Both sides enjoy fighting and being right more than being happy and sorting stuff out.


----------



## RDJ (Jun 8, 2011)

I believe that you should not be focusing on forgiving him at this time. That will happen on its own over time, providing he is working on and achieving change. You can expect that he will have setbacks, when he does; if you can calmly express to him that it’s better not to communicate at all then to communicate in frustration and anger, express that you desire to have open communication when you both can remain calm. When he does, praise him and show him you appreciate that he is trying. The same with “fake it till you make it”, if you can simply focus on, and try to create positive in your marriage and him, the rest just might take care of itself. As was said, it’s not going to happen overnight. Just do your best to always be moving forward. I know, easier said than done, but change comes through persistence.


----------



## isloveenough? (Jul 19, 2011)

This, too, is something that I continue to deal with at home. I have been with my H since I was 15 and have now been married for 13 years, with children. He has always had the worst temper, the shouting, intimidation, not backing off when it gets scary, and the cussing. I can tell you that for me, I still have resentment for some of it, mostly because it kept happening after all his apologies. In your husband's case, it might be the compassion he feels that drives his emotions to come out during fights, as with my H. Stick to your guns and don't just accept this for the way it is because if you do then the resentment will become overwhelming.
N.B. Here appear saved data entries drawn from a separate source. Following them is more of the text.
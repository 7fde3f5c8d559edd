use crate::ipc::error::ok;
use crate::ipc::handlers::setup;
use crate::ipc::helpers::{
    current_user, get_optional_str, get_required_str, managed_student, require_conn, HandlerErr,
};
use crate::ipc::types::{AppState, Request};
use crate::phone::{normalize_phone, render_message, whatsapp_link};
use rusqlite::Connection;
use serde_json::{json, Value};

fn whatsapp_link_for(conn: &Connection, params: &Value) -> Result<Value, HandlerErr> {
    let user = current_user(params)?;
    let student_id = get_required_str(params, "studentId")?;
    let student = managed_student(conn, &user, &student_id)?;

    let cc = setup::country_code(conn).map_err(HandlerErr::db_query)?;
    let phone = normalize_phone(student.guardian_phone.as_deref().unwrap_or(""), &cc);
    if phone.is_empty() {
        return Err(HandlerErr::new("no_phone", "student has no guardian phone")
            .with_details(json!({ "studentId": student.id })));
    }

    let template = match get_optional_str(params, "message") {
        Some(m) => m,
        None => setup::message_template(conn).map_err(HandlerErr::db_query)?,
    };
    let message = render_message(
        &template,
        student.guardian_name.as_deref().unwrap_or(""),
        &student.name,
        &student.halaqah_name,
    );
    Ok(json!({
        "phone": phone,
        "message": message,
        "url": whatsapp_link(&phone, &message),
    }))
}

fn handle_whatsapp_link(state: &mut AppState, req: &Request) -> Value {
    match require_conn(state).and_then(|conn| whatsapp_link_for(conn, &req.params)) {
        Ok(v) => ok(&req.id, v),
        Err(e) => e.response(&req.id),
    }
}

pub fn try_handle(state: &mut AppState, req: &Request) -> Option<Value> {
    match req.method.as_str() {
        "wali.whatsappLink" => Some(handle_whatsapp_link(state, req)),
        _ => None,
    }
}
The communication is key, he needs to not just hear how it makes you feel but really understand the impact it has on you. It will cause long-term damage, trust me, if it doesn't start to improve. I suggest that you both look into the book of the "Five Love Languages". My husband and I read it and we now have a much better understanding of what we need to do for the other to show love, how to speak each other's language. It's not a "cure-all" but once you both begin to make each other feel truly loved then it will certainly build on itself, and you and your husband's happiness will only compound. This helped in my marriage and our intimacy has never been better...still working out many other issues but the sex is one of our strongest areas that keep us close to one another. It could very well be the same for you and your husband too! Sorry for the blabbing on, but I thought maybe speaking from my own very similar, and still current situation, that it could provide some input.


----------



## Zeldaforever (Oct 16, 2011)

isloveenough? said:


> This, too, is something that I continue to deal with at home. I have been with my H since I was 15 and have now been married for 13 years, with children. He has always had the worst temper, the shouting, intimidation, not backing off when it gets scary, and the cussing. I can tell you that for me, I still have resentment for some of it, mostly because it kept happening after all his apologies. In your husband's case, it might be the compassion he feels that drives his emotions to come out during fights, as with my H. Stick to your guns and don't just accept this for the way it is because if you do then the resentment will become overwhelming.
> 
> The communication is key, he needs to not just hear how it makes you feel but really understand the impact it has on you. It will cause long-term damage, trust me, if it doesn't start to improve. I suggest that you both look into the book of the "Five Love Languages". My husband and I read it and we now have a much better understanding of what we need to do for the other to show love, how to speak each other's language. It's not a "cure-all" but once you both begin to make each other feel truly loved then it will certainly build on itself, and you and your husband's happiness will only compound. This helped in my marriage and our intimacy has never been better...still working out many other issues but the sex is one of our strongest areas that keep us close to one another. It could very well be the same for you and your husband too! Sorry for the blabbing on, but I thought maybe speaking from my own very similar, and still current situation, that it could provide some input.


 I think a lot of damage has already been done. I have low self-esteem and have a hard time expressing my love other than in the bedroom(even though I WANT TO..something is holding me back). 
About the book..I am the "relationship book" reader, he won't read a book unless it is called Sports Illustrated. I will look for it at my library. I am currently reading 10 things couples to to mess up their lives by Dr. Laura and Divorce-proof your marriage, by Dr. Gary Rosenburg. Both books say I should work on myself first, reward good behavior when it happens, and don't keep it going when bad things happen. I see the merit, but i do feel like I am alone in trying to fix things.


----------